YOUR OBJECTIVE:
All of the entries are to be returned word for word.

--- STUDY MATERIAL Enclosed Below ---

//! Dispatch service tying the core components together

pub mod dispatch;
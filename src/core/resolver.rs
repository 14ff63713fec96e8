//! Picks how a language pair gets translated: identity, one model, or two
//! models chained through an intermediate language.

use std::fmt;
use std::sync::Arc;
use tracing::debug;

use crate::core::config::CatalogConfig;
use crate::core::engine::TranslationEngine;
use crate::core::errors::{Result, TranslationError};
use crate::core::models::{Language, ModelPair};
use crate::core::registry::LanguageRegistry;

/// Route chosen for one language pair
#[derive(Debug, Clone, PartialEq, Eq)]
pub enum Route {
    /// Source and target are the same language
    Identity,
    /// A single installed model covers the pair
    Direct(ModelPair),
    /// Two models joined at an intermediate language
    Pivot(ModelPair, ModelPair),
}

impl fmt::Display for Route {
    fn fmt(&self, f: &mut fmt::Formatter<'_>) -> fmt::Result {
        match self {
            Route::Identity => write!(f, "identity"),
            Route::Direct(model) => write!(f, "direct {}", model),
            Route::Pivot(first, second) => write!(f, "pivot {} then {}", first, second),
        }
    }
}

/// A resolved route bound to the engine that runs it
#[derive(Clone)]
pub struct TranslationCapability {
    route: Route,
    engine: Arc<dyn TranslationEngine>,
}

impl fmt::Debug for TranslationCapability {
    fn fmt(&self, f: &mut fmt::Formatter<'_>) -> fmt::Result {
        f.debug_struct("TranslationCapability")
            .field("route", &self.route)
            .field("engine", &self.engine.name())
            .finish()
    }
}

impl TranslationCapability {
    /// Translate `text`. Engine errors are passed through untouched.
    pub async fn translate(&self, text: &str) -> Result<String> {
        match &self.route {
            Route::Identity => Ok(text.to_string()),
            Route::Direct(model) => self.engine.translate(model, text).await,
            Route::Pivot(first, second) => {
                let intermediate = self.engine.translate(first, text).await?;
                self.engine.translate(second, &intermediate).await
            }
        }
    }
}

/// Factory for [`TranslationCapability`] over the installed models
#[derive(Clone)]
pub struct CapabilityResolver {
    models: Vec<ModelPair>,
    pivot: Option<String>,
    /// Intermediate candidates, in registry order
    candidates: Vec<String>,
    engine: Arc<dyn TranslationEngine>,
}

impl fmt::Debug for CapabilityResolver {
    fn fmt(&self, f: &mut fmt::Formatter<'_>) -> fmt::Result {
        f.debug_struct("CapabilityResolver")
            .field("models", &self.models.len())
            .field("pivot", &self.pivot)
            .field("engine", &self.engine.name())
            .finish()
    }
}

impl CapabilityResolver {
    /// Resolver over `models`, trying `pivot` before other intermediates
    pub fn new(
        registry: &LanguageRegistry,
        models: Vec<ModelPair>,
        pivot: Option<String>,
        engine: Arc<dyn TranslationEngine>,
    ) -> Self {
        let candidates = registry
            .list_all()
            .iter()
            .map(|l| l.code.clone())
            .collect();

        Self {
            models,
            pivot,
            candidates,
            engine,
        }
    }

    /// Build from a validated catalog
    pub fn from_catalog(
        registry: &LanguageRegistry,
        catalog: &CatalogConfig,
        engine: Arc<dyn TranslationEngine>,
    ) -> Self {
        Self::new(registry, catalog.models.clone(), catalog.pivot.clone(), engine)
    }

    fn find_model(&self, source: &str, target: &str) -> Option<&ModelPair> {
        self.models.iter().find(|m| m.connects(source, target))
    }

    fn pivot_through(&self, source: &str, via: &str, target: &str) -> Option<Route> {
        if via == source || via == target {
            return None;
        }
        let first = self.find_model(source, via)?;
        let second = self.find_model(via, target)?;
        Some(Route::Pivot(first.clone(), second.clone()))
    }

    /// Choose a route for `source` -> `target`
    pub fn route(&self, source: &Language, target: &Language) -> Result<Route> {
        let (src, tgt) = (source.code.as_str(), target.code.as_str());

        if src == tgt {
            return Ok(Route::Identity);
        }

        if let Some(model) = self.find_model(src, tgt) {
            return Ok(Route::Direct(model.clone()));
        }

        let preferred = self
            .pivot
            .as_deref()
            .and_then(|via| self.pivot_through(src, via, tgt));

        preferred
            .or_else(|| {
                self.candidates
                    .iter()
                    .find_map(|via| self.pivot_through(src, via, tgt))
            })
            .ok_or_else(|| TranslationError::PairUnsupported {
                source_code: src.to_string(),
                target_code: tgt.to_string(),
            })
    }

    /// Resolve a capability for two registry languages
    pub fn resolve(&self, source: &Language, target: &Language) -> Result<TranslationCapability> {
        let route = self.route(source, target)?;
        debug!("Resolved {} -> {}: {}", source.code, target.code, route);

        Ok(TranslationCapability {
            route,
            engine: Arc::clone(&self.engine),
        })
    }
}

--- End of Enclosed STUDY MATERIAL ---

EXERCISE RESPONSE:
//! Dispatch service tying the core components together

pub mod dispatch;
filename src/core/resolver.rs
repository 14ff63713fec96e8
//! Picks how a language pair gets translated: identity, one model, or two
//! models chained through an intermediate language.

use std::fmt;
use std::sync::Arc;
use tracing::debug;

use crate::core::config::CatalogConfig;
use crate::core::engine::TranslationEngine;
use crate::core::errors::{Result, TranslationError};
use crate::core::models::{Language, ModelPair};
use crate::core::registry::LanguageRegistry;

/// Route chosen for one language pair
#[derive(Debug, Clone, PartialEq, Eq)]
pub enum Route {
    /// Source and target are the same language
    Identity,
    /// A single installed model covers the pair
    Direct(ModelPair),
    /// Two models joined at an intermediate language
    Pivot(ModelPair, ModelPair),
}

impl fmt::Display for Route {
    fn fmt(&self, f: &mut fmt::Formatter<'_>) -> fmt::Result {
        match self {
            Route::Identity => write!(f, "identity"),
            Route::Direct(model) => write!(f, "direct {}", model),
            Route::Pivot(first, second) => write!(f, "pivot {} then {}", first, second),
        }
    }
}

/// A resolved route bound to the engine that runs it
#[derive(Clone)]
pub struct TranslationCapability {
    route: Route,
    engine: Arc<dyn TranslationEngine>,
}

impl fmt::Debug for TranslationCapability {
    fn fmt(&self, f: &mut fmt::Formatter<'_>) -> fmt::Result {
        f.debug_struct("TranslationCapability")
            .field("route", &self.route)
            .field("engine", &self.engine.name())
            .finish()
    }
}

impl TranslationCapability {
    /// Translate `text`. Engine errors are passed through untouched.
    pub async fn translate(&self, text: &str) -> Result<String> {
        match &self.route {
            Route::Identity => Ok(text.to_string()),
            Route::Direct(model) => self.engine.translate(model, text).await,
            Route::Pivot(first, second) => {
                let intermediate = self.engine.translate(first, text).await?;
                self.engine.translate(second, &intermediate).await
            }
        }
    }
}

/// Factory for [`TranslationCapability`] over the installed models
#[derive(Clone)]
pub struct CapabilityResolver {
    models: Vec<ModelPair>,
    pivot: Option<String>,
    /// Intermediate candidates, in registry order
    candidates: Vec<String>,
    engine: Arc<dyn TranslationEngine>,
}

impl fmt::Debug for CapabilityResolver {
    fn fmt(&self, f: &mut fmt::Formatter<'_>) -> fmt::Result {
        f.debug_struct("CapabilityResolver")
            .field("models", &self.models.len())
            .field("pivot", &self.pivot)
            .field("engine", &self.engine.name())
            .finish()
    }
}

impl CapabilityResolver {
    /// Resolver over `models`, trying `pivot` before other intermediates
    pub fn new(
        registry: &LanguageRegistry,
        models: Vec<ModelPair>,
        pivot: Option<String>,
        engine: Arc<dyn TranslationEngine>,
    ) -> Self {
        let candidates = registry
            .list_all()
            .iter()
            .map(|l| l.code.clone())
            .collect();

        Self {
            models,
            pivot,
            candidates,
            engine,
        }
    }

    /// Build from a validated catalog
    pub fn from_catalog(
        registry: &LanguageRegistry,
        catalog: &CatalogConfig,
        engine: Arc<dyn TranslationEngine>,
    ) -> Self {
        Self::new(registry, catalog.models.clone(), catalog.pivot.clone(), engine)
    }

    fn find_model(&self, source: &str, target: &str) -> Option<&ModelPair> {
        self.models.iter().find(|m| m.connects(source, target))
    }

    fn pivot_through(&self, source: &str, via: &str, target: &str) -> Option<Route> {
        if via == source || via == target {
            return None;
        }
        let first = self.find_model(source, via)?;
        let second = self.find_model(via, target)?;
        Some(Route::Pivot(first.clone(), second.clone()))
    }

    /// Choose a route for `source` -> `target`
    pub fn route(&self, source: &Language, target: &Language) -> Result<Route> {
        let (src, tgt) = (source.code.as_str(), target.code.as_str());

        if src == tgt {
            return Ok(Route::Identity);
        }

        if let Some(model) = self.find_model(src, tgt) {
            return Ok(Route::Direct(model.clone()));
        }

        let preferred = self
            .pivot
            .as_deref()
            .and_then(|via| self.pivot_through(src, via, tgt));

        preferred
            .or_else(|| {
                self.candidates
                    .iter()
                    .find_map(|via| self.pivot_through(src, via, tgt))
            })
            .ok_or_else(|| TranslationError::PairUnsupported {
                source_code: src.to_string(),
                target_code: tgt.to_string(),
            })
    }

    /// Resolve a capability for two registry languages
    pub fn resolve(&self, source: &Language, target: &Language) -> Result<TranslationCapability> {
        let route = self.route(source, target)?;
        debug!("Resolved {} -> {}: {}", source.code, target.code, route);

        Ok(TranslationCapability {
            route,
            engine: Arc::clone(&self.engine),
        })
    }
}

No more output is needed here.